We met up with Renan Veras, Data Engineer on the Zippi data team, to discuss the business and the evolution of the data platform.
Dagster+ helped us deliver faster insights with less downtime, all while reducing our maintenance costs. We have greater visibility of our data assets and our pipelines are easier to troubleshoot and understand.
About Zippi: Microfinance for Micro-Entrepreneurs
Access to credit is extremely scarce for the 40 million gig economy workers in Brazil and many other emerging economies across Latin America.
Volatile earnings and a difficult-to-access work history mean that these individuals cannot even apply for loans at most financial institutions. When faced with emergencies or financial difficulties, micro-entrepreneurs struggle to secure short-term funding.
Zippi solves that by building financial products tailored to micro-entrepreneurs and small businesses, providing the critical cash flow needed to keep the business going. Zippi issues working capital lines with a streamlined application process. Zippi has tens of thousands of active loans, each averaging 1,000 Brazilian real (~$180 USD).
Zippi was a YC Combinator graduate of 2019.
From Pipelines to Platforms
Like most startups, Zippi began by implementing the critical pipelines needed to run the business.
Renan breaks these down as:
- Loan underwriting (the primary pipeline based on a proprietary Machine Learning model). This includes fraud analysis and identity verification (a.k.a “KYC procedures”).
- Business Analytics
- Customer behavior analysis
To achieve this, the team built out a first set of pipelines primarily focused on data movement:
In this pipeline, data is ingested from SaaS applications into an S3 data lake, ported to Redshift using Hevo, transformed using dbt, and analyzed using HEX or Metabase.
In addition to the above, the team implemented Metaplane for data observability and the automation of data quality checks.
For the main credit analysis pipeline, the team ingests data from the Brazilian government and OpenFinance, a new service for financial institutions. Data volumes rapidly grew from small datasets to many terabytes.
ML models for loan approval
Like most lending companies, Zippi is developing its own ML models for creditworthiness, identity verification, and risk assessment. Ultimately, the ML model decides who should get approved for the loans.
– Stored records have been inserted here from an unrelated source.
//! # Constants and type definitions for multifit
//!
//! This module centralizes the **numerical defaults** and **common type aliases** used
//! throughout the crate: identifiers for objects, frames and filters, the pixel scalar,
//! and the default feasible-domain limits applied by the bounds utilities of the
//! [`Grid`](crate::grid::Grid).

// -------------------------------------------------------------------------------------------------
// Type aliases
// -------------------------------------------------------------------------------------------------

/// Identifier of an object or a frame, assigned by the caller.
///
/// Objects and frames are kept sorted by this identifier, so it must be unique
/// within each collection.
pub type Id = i64;

/// Opaque identifier of a photometric filter.
pub type FilterId = i32;

/// Scalar type of pixel data, weights and parameters.
pub type Pixel = f64;

// -------------------------------------------------------------------------------------------------
// Bounds defaults
// -------------------------------------------------------------------------------------------------

/// Largest conformal-shear magnitude accepted for an ellipticity component.
///
/// Beyond this value the implied axis ratio `exp(-|η|)` underflows any useful precision.
pub const MAX_ELLIPTICITY: f64 = 9.9;

/// Smallest radius accepted for a radius component.
pub const MIN_RADIUS: f64 = 0.0;
//! # Parameter grid
//!
//! A [`Grid`] is the immutable, index-addressed materialization of a
//! [`Definition`](crate::definition::Definition) consumed by the fitter. It holds:
//!
//! - the [`Frame`]s, sorted by id, each placed at a `pixel_offset` in the flattened pixel
//!   vector and tagged with a dense filter index;
//! - the [`Object`]s, sorted by id, each with a `coefficient_offset` for its linear
//!   amplitudes and shared handles on its deduplicated [`ParameterComponent`]s;
//! - the [`Source`]s, one per (object, frame) pair, stored object-major so that an
//!   object's sources form a contiguous slice in frame order.
//!
//! ## Parameter vector layout
//!
//! Every distinct active component owns `K::SIZE` consecutive slots of the flat
//! parameter vector. Offsets are assigned kind by kind (position, radius, ellipticity)
//! and, within a kind, in object order, at the first object referencing the component.
//! The ranges `[offset, offset + K::SIZE)` therefore tile `[0, parameter_count)` exactly.
//!
//! ```text
//! | pos(obj 1) | pos(obj 2) | r(obj 1 & 2, shared) | e(obj 1) | e(obj 2) |
//! 0            2            4                      5          7          9
//! ```
//!
//! ## Construction and teardown
//!
//! [`Grid::new`] either returns a complete grid or an error; entity storage is sized
//! up front and, on failure, exactly the elements already built are destroyed (sources,
//! then objects, then frames) before the error is returned. The same order applies when
//! a grid is dropped.
//!
//! ## Concurrency
//!
//! A grid is never mutated after construction and is `Send + Sync`; any number of
//! threads may read it concurrently.
//!
//! ## See also
//! ------------
//! * [`Grid::make_definition`] – Rebuild a mutable definition from a grid.
//! * [`GridParams`] – Feasible domains used by [`Grid::check_bounds`] and [`Grid::clip_to_bounds`].

mod arena;
mod builder;
pub mod frame;
pub mod object;
pub mod parameter_component;
mod reconstruct;
pub mod source;

use std::collections::HashMap;
use std::fmt;
use std::sync::Arc;

use ahash::RandomState;
use itertools::Itertools;

use crate::constants::{FilterId, Id};
use crate::definition::Definition;
use crate::multifit_errors::MultifitError;
use crate::parameters::{
    Ellipticity, GridComponent, GridParams, ParameterKind, Position, Radius,
};
use crate::primitives::Wcs;

pub use frame::Frame;
pub use object::Object;
pub use parameter_component::ParameterComponent;
pub use source::Source;

/// Active grid components of each kind, in offset order.
#[derive(Debug, Default)]
pub struct ActiveComponents {
    pub(crate) positions: Vec<GridComponent<Position>>,
    pub(crate) radii: Vec<GridComponent<Radius>>,
    pub(crate) ellipticities: Vec<GridComponent<Ellipticity>>,
}

/// Entities that can be looked up by id with [`find`].
pub trait Identified {
    fn id(&self) -> Id;

    fn not_found(id: Id) -> MultifitError;
}

impl Identified for Frame {
    fn id(&self) -> Id {
        Frame::id(self)
    }

    fn not_found(id: Id) -> MultifitError {
        MultifitError::FrameNotFound(id)
    }
}

impl Identified for Object {
    fn id(&self) -> Id {
        Object::id(self)
    }

    fn not_found(id: Id) -> MultifitError {
        MultifitError::ObjectNotFound(id)
    }
}

/// Binary search for `id` in an array sorted by ascending id.
///
/// Errors
/// ----------
/// * [`MultifitError::FrameNotFound`] / [`MultifitError::ObjectNotFound`] if absent.
pub fn find<T: Identified>(array: &[T], id: Id) -> Result<&T, MultifitError> {
    array
        .binary_search_by_key(&id, Identified::id)
        .map(|index| &array[index])
        .map_err(|_| T::not_found(id))
}

#[derive(Debug)]
pub struct Grid {
    // declaration order is drop order: sources, objects, frames
    sources: Box<[Source]>,
    objects: Box<[Object]>,
    frames: Box<[Frame]>,
    active: ActiveComponents,
    filters: HashMap<FilterId, usize, RandomState>,
    filter_count: usize,
    coefficient_count: usize,
    pixel_count: usize,
    parameter_count: usize,
    wcs: Option<Arc<dyn Wcs>>,
    params: GridParams,
}

impl Grid {
    /// Build a grid from `definition` with the default [`GridParams`].
    ///
    /// Errors
    /// ----------
    /// * [`MultifitError::MissingBasisOrPsf`] – an object without basis in a frame without PSF.
    /// * [`MultifitError::InconsistentCoordinateSystem`] – WCS set on some of the frames and
    ///   the definition but not all.
    /// * [`MultifitError::MissingPosition`] – an object without position where one is needed.
    pub fn new(definition: &Definition) -> Result<Self, MultifitError> {
        Self::with_params(definition, GridParams::default())
    }

    pub fn with_params(definition: &Definition, params: GridParams) -> Result<Self, MultifitError> {
        builder::build_grid(definition, params)
    }

    /// Frames in ascending id order.
    pub fn frames(&self) -> &[Frame] {
        &self.frames
    }

    /// Objects in ascending id order.
    pub fn objects(&self) -> &[Object] {
        &self.objects
    }

    /// All sources, object-major.
    pub fn sources(&self) -> &[Source] {
        &self.sources
    }

    /// The sources of `object`, one per frame in frame order.
    pub fn sources_of(&self, object: &Object) -> &[Source] {
        &self.sources[object.source_range()]
    }

    pub fn source(&self, object_index: usize, frame_index: usize) -> Option<&Source> {
        if object_index >= self.objects.len() || frame_index >= self.frames.len() {
            return None;
        }
        self.sources.get(object_index * self.frames.len() + frame_index)
    }

    pub fn frame(&self, id: Id) -> Result<&Frame, MultifitError> {
        find(&self.frames, id)
    }

    pub fn object(&self, id: Id) -> Result<&Object, MultifitError> {
        find(&self.objects, id)
    }

    /// Frame a source belongs to.
    pub fn frame_of(&self, source: &Source) -> &Frame {
        &self.frames[source.frame_index()]
    }

    /// Object a source belongs to.
    pub fn object_of(&self, source: &Source) -> &Object {
        &self.objects[source.object_index()]
    }

    /// Dense index of `filter_id`.
    pub fn filter_index(&self, filter_id: FilterId) -> Result<usize, MultifitError> {
        self.filters
            .get(&filter_id)
            .copied()
            .ok_or(MultifitError::FilterNotFound(filter_id))
    }

    pub fn filter_count(&self) -> usize {
        self.filter_count
    }

    pub fn coefficient_count(&self) -> usize {
        self.coefficient_count
    }

    pub fn pixel_count(&self) -> usize {
        self.pixel_count
    }

    /// Number of free nonlinear parameters.
    pub fn parameter_count(&self) -> usize {
        self.parameter_count
    }

    pub fn wcs(&self) -> Option<&Arc<dyn Wcs>> {
        self.wcs.as_ref()
    }

    pub fn params(&self) -> &GridParams {
        &self.params
    }

    pub fn positions(&self) -> &[GridComponent<Position>] {
        &self.active.positions
    }

    pub fn radii(&self) -> &[GridComponent<Radius>] {
        &self.active.radii
    }

    pub fn ellipticities(&self) -> &[GridComponent<Ellipticity>] {
        &self.active.ellipticities
    }

    /// Active components of kind `K`, in offset order.
    pub fn active_components<K: ParameterKind>(&self) -> &[GridComponent<K>] {
        K::active_components(&self.active)
    }

    fn check_buffer(&self, len: usize) -> Result<(), MultifitError> {
        if len != self.parameter_count {
            return Err(MultifitError::ParameterBufferSize {
                expected: self.parameter_count,
                found: len,
            });
        }
        Ok(())
    }

    /// Write the value of every active component at its offset in `params`.
    pub fn write_parameters(&self, params: &mut [f64]) -> Result<(), MultifitError> {
        self.check_buffer(params.len())?;
        self.active.positions.iter().for_each(|c| c.write_parameters(params));
        self.active.radii.iter().for_each(|c| c.write_parameters(params));
        self.active.ellipticities.iter().for_each(|c| c.write_parameters(params));
        Ok(())
    }

    /// True iff every active component's slice of `params` lies in its feasible domain.
    pub fn check_bounds(&self, params: &[f64]) -> Result<bool, MultifitError> {
        self.check_buffer(params.len())?;
        let bounds = &self.params;
        Ok(self.active.positions.iter().all(|c| c.check_bounds(params, bounds))
            && self.active.radii.iter().all(|c| c.check_bounds(params, bounds))
            && self
                .active
                .ellipticities
                .iter()
                .all(|c| c.check_bounds(params, bounds)))
    }

    /// Project every active component's slice of `params` onto its feasible domain, in
    /// place.
    ///
    /// Return
    /// ----------
    /// * The summed projection distances over all components; zero iff `params` was
    ///   already feasible.
    pub fn clip_to_bounds(&self, params: &mut [f64]) -> Result<f64, MultifitError> {
        self.check_buffer(params.len())?;
        let bounds = &self.params;
        let mut penalty = 0.0;
        for c in self.active.positions.iter() {
            penalty += c.clip_to_bounds(params, bounds);
        }
        for c in self.active.radii.iter() {
            penalty += c.clip_to_bounds(params, bounds);
        }
        for c in self.active.ellipticities.iter() {
            penalty += c.clip_to_bounds(params, bounds);
        }
        Ok(penalty)
    }

    /// Σ over frames of Σ over pixels of `ln(weight)`, the normalization term of the
    /// Gaussian likelihood.
    pub fn sum_log_weights(&self) -> f64 {
        self.frames.iter().map(Frame::sum_log_weights).sum()
    }

    /// A new mutable definition equivalent to the one this grid was built from, with the
    /// same sharing of parameter components.
    pub fn make_definition(&self) -> Definition {
        reconstruct::make_definition(self, None)
    }

    /// Like [`Grid::make_definition`], with active component values read from `params`.
    pub fn make_definition_with(&self, params: &[f64]) -> Result<Definition, MultifitError> {
        self.check_buffer(params.len())?;
        Ok(reconstruct::make_definition(self, Some(params)))
    }
}

impl fmt::Display for Grid {
    fn fmt(&self, f: &mut fmt::Formatter<'_>) -> fmt::Result {
        writeln!(
            f,
            "Grid: {} parameters, {} coefficients, {} pixels, {} filters",
            self.parameter_count, self.coefficient_count, self.pixel_count, self.filter_count
        )?;
        writeln!(f, "{}", self.frames.iter().join("\n"))?;
        write!(f, "{}", self.objects.iter().join("\n"))
    }
}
Such ML models are often the ‘secret sauce’ for a fintech company as they are based on—and fine-tuned with—the proprietary datasets the company accumulates.
Operationalizing such ML models with the basic ELT pipeline was challenging, says Renan:
“We moved to this ML-driven model, to rate the creditworthiness of loan applicants. We needed to assign a score to each applicant to support the Credit team. The challenge was to integrate the model to make predictions within the same pipeline that makes the model transformations. We had no way to integrate the model as it would both write tables and then dynamically read back from those same tables. Our pipelines were very linear and did not permit that kind of dynamic operation.”
Emerging data silos
Already at this small scale, long-term issues related to data discovery and collaboration started to emerge.
“We need all data practitioners at Zippi to be working closely together.” says Renan, “ As we were organized previously, people had different contexts about the company. Analysts on the business team were not aware of what was happening on the risk team or the growth team, and had no visibility into the data they were using.”
Moving to a centralized platform and a “single pane of glass,” Zippi could foster collaboration and autonomy among data practitioners and stakeholders. This would also free up the data engineering team to work on infrastructure and other critical parts of the growing data systems.
Moving to Dagster
The team adopted Dagster incrementally, initially focusing on operationalizing the ML model.
The pipeline now became:
- ETL as a service -> S3 data lake -> Redshift data warehouse
- Transformations run on dbt Cloud orchestrated through the
dagster-dbt-cloud
integration - Dagster runs the ML logic for the loan underwriting analysis returning the score per customer, creating a data asset for the credit team back in S3
- Analysis and visualization by the analytics engineers in Metabase and Hex
- Data observability and quality checks still ran on Metaplane.
The ML model, built on sklearn, would run directly in the Dagster instance.
The team could now continue to innovate and test out the ML model while supporting the critical operations of the business.
Next step: orchestrating the pipelines end-to-end
It rapidly became apparent that Dagster could provide a lot more value to the engineering team than simply running the ML models. The next step was to orchestrate the dbt transformations through Dagster, using the dbt integration.
To track the entire lineage of their data, the team used Dagster's dbt integration.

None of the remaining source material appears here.